You can make the route obvious or let them choose: overland thru the Yeti Pass or around the Ragged Rocks, where giant octopuses lurk. These are effectively two different adventures; you’ll prep the one they choose and save the other idea for a later shipment. After all, there aren’t that many trade routes across your realm.

Of course, there should be some tricky negotiations and strained encounters with other traders, guildmasters, nobles’ men-at-arms, toll bridge keepers, and royal officials. But the heroes don’t need to man a booth at the local market or bazaar at their destination. It’s in keeping with history that traders were required to sell their shipments (wholesale) to local merchants, who would then distribute them (retail).
I’ve written recently about how to conduct lively negotiations.
Specific Adventure & Complications
- A petty war has begun, and the heroes carry goods both armies would like to confiscate for minimal compensation.
- The specific goods the heroes are carrying are badly wanted by someone who doesn’t want to pay for them.
- The heroes are offered two different routes with two different kinds of perils they are likely to encounter.
- The heroes are offered a dangerous route with no tolls instead of an easy one with high tolls.
- A load of goods was lost or abandoned along the trade route by another trader and might be recovered.
- A ship with another load was wrecked on the rocks off a small island, its load probably intact. But something foul now inhabits the wreck.
- The goods the heroes are carrying are explosive, fragile, cursed, alive, or otherwise problematic.
- On arrival, there is some confusion or dispute over the nature of the goods or the price of them.
- The heroes are asked to do some spying while they are in the neighboring realm.
- Circumstances reveal that one of the items isn’t what it appears to be.
- A bottle falls and breaks, unleashing a djinni.
- A painting turns out to be animated and has opinions of the heroes.
- When the heroes weren’t looking, a mimic joined their wagon as an extra barrel.
- The heroes are asked to smuggle goods that are illegal (in their own realm or in the neighboring realm or both).
- The heroes are sold stolen goods, and the rightful owner wants them back.

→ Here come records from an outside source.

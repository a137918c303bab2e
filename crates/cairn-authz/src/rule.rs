//! Rule-based authorization.
//!
//! A rule is a `(trust_domain_pattern, api_method_pattern)` pair; `"*"` is
//! a wildcard on either side. The default policy grants every method to the
//! server's own trust domain and the read-only set to anyone.

use crate::{Authorizer, PolicyInput, READ_ONLY_METHODS};

/// One allow rule.
#[derive(Debug, Clone, PartialEq, Eq)]
pub struct Rule {
    /// Trust domain pattern; `"*"` matches any domain.
    pub trust_domain: String,
    /// API method pattern; `"*"` matches any method.
    pub api_method: String,
}

impl Rule {
    /// Creates a rule from a pattern pair.
    #[must_use]
    pub fn new(trust_domain: impl Into<String>, api_method: impl Into<String>) -> Self {
        Self {
            trust_domain: trust_domain.into(),
            api_method: api_method.into(),
        }
    }

    fn matches(&self, input: &PolicyInput<'_>) -> bool {
        pattern_matches(&self.trust_domain, input.trust_domain)
            && pattern_matches(&self.api_method, input.api_method)
    }
}

fn pattern_matches(pattern: &str, value: &str) -> bool {
    pattern == "*" || pattern == value
}

/// Rule-based policy evaluator.
#[derive(Debug, Clone)]
pub struct RuleAuthorizer {
    rules: Vec<Rule>,
}

impl RuleAuthorizer {
    /// Creates an evaluator from an explicit rule set.
    #[must_use]
    pub fn new(rules: Vec<Rule>) -> Self {
        Self { rules }
    }

    /// The default policy: everything for the server's own trust domain,
    /// read-only methods for everyone else.
    #[must_use]
    pub fn default_policy(own_trust_domain: &str) -> Self {
        let mut rules = vec![Rule::new(own_trust_domain, "*")];
        for method in READ_ONLY_METHODS {
            rules.push(Rule::new("*", method));
        }
        Self::new(rules)
    }
}

impl Authorizer for RuleAuthorizer {
    fn authorize(&self, input: &PolicyInput<'_>) -> bool {
        self.rules.iter().any(|rule| rule.matches(input))
    }
}
//! # cairn-store
//!
//! OCI-backed record storage and discovery tagging for the Cairn directory.
//!
//! The store maps each record to a single-layer OCI manifest: canonical
//! bytes in the layer, discovery metadata in the manifest annotations, and
//! a set of planner-generated tags pointing at the manifest. Two registry
//! backends implement the [`registry::Registry`] contract: an in-memory one
//! for tests and single-node runs, and an HTTP one speaking the OCI
//! distribution API.

#![forbid(unsafe_code)]
#![deny(missing_docs)]
#![deny(rust_2018_idioms)]
#![warn(clippy::pedantic)]

use std::collections::BTreeMap;

use bytes::Bytes;

pub mod http;
pub mod manifest;
pub mod metrics;
pub mod registry;
pub mod store;
pub mod tags;

pub use http::HttpRegistry;
pub use manifest::{Descriptor, Manifest};
pub use registry::{MemoryRegistry, Registry};
pub use store::{RecordStore, MAX_RECORD_SIZE};
pub use tags::{derive_labels, normalize_tag, plan_tags, record_metadata, TagStrategy};

/// A referrer artifact attached to a stored record, such as a signature
/// envelope or an SBOM.
#[derive(Debug, Clone, PartialEq, Eq)]
pub struct ReferrerArtifact {
    /// Artifact type (e.g. `signature`).
    pub artifact_type: String,
    /// Opaque artifact payload.
    pub data: Bytes,
    /// Artifact annotations.
    pub annotations: BTreeMap<String, String>,
}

This is especially tricky if the heroes have developed a good relationship with the sheriff, but it’s the sheriff who comes after them.
- A stranger asks to join the company as a passenger.
- The stranger is cursed.
- The stranger is an outlaw luring them into an ambush.
- The stranger is an innocent being pursued by cult who needs his or her blood.
- The stranger is a helpful and knowledgeable guide.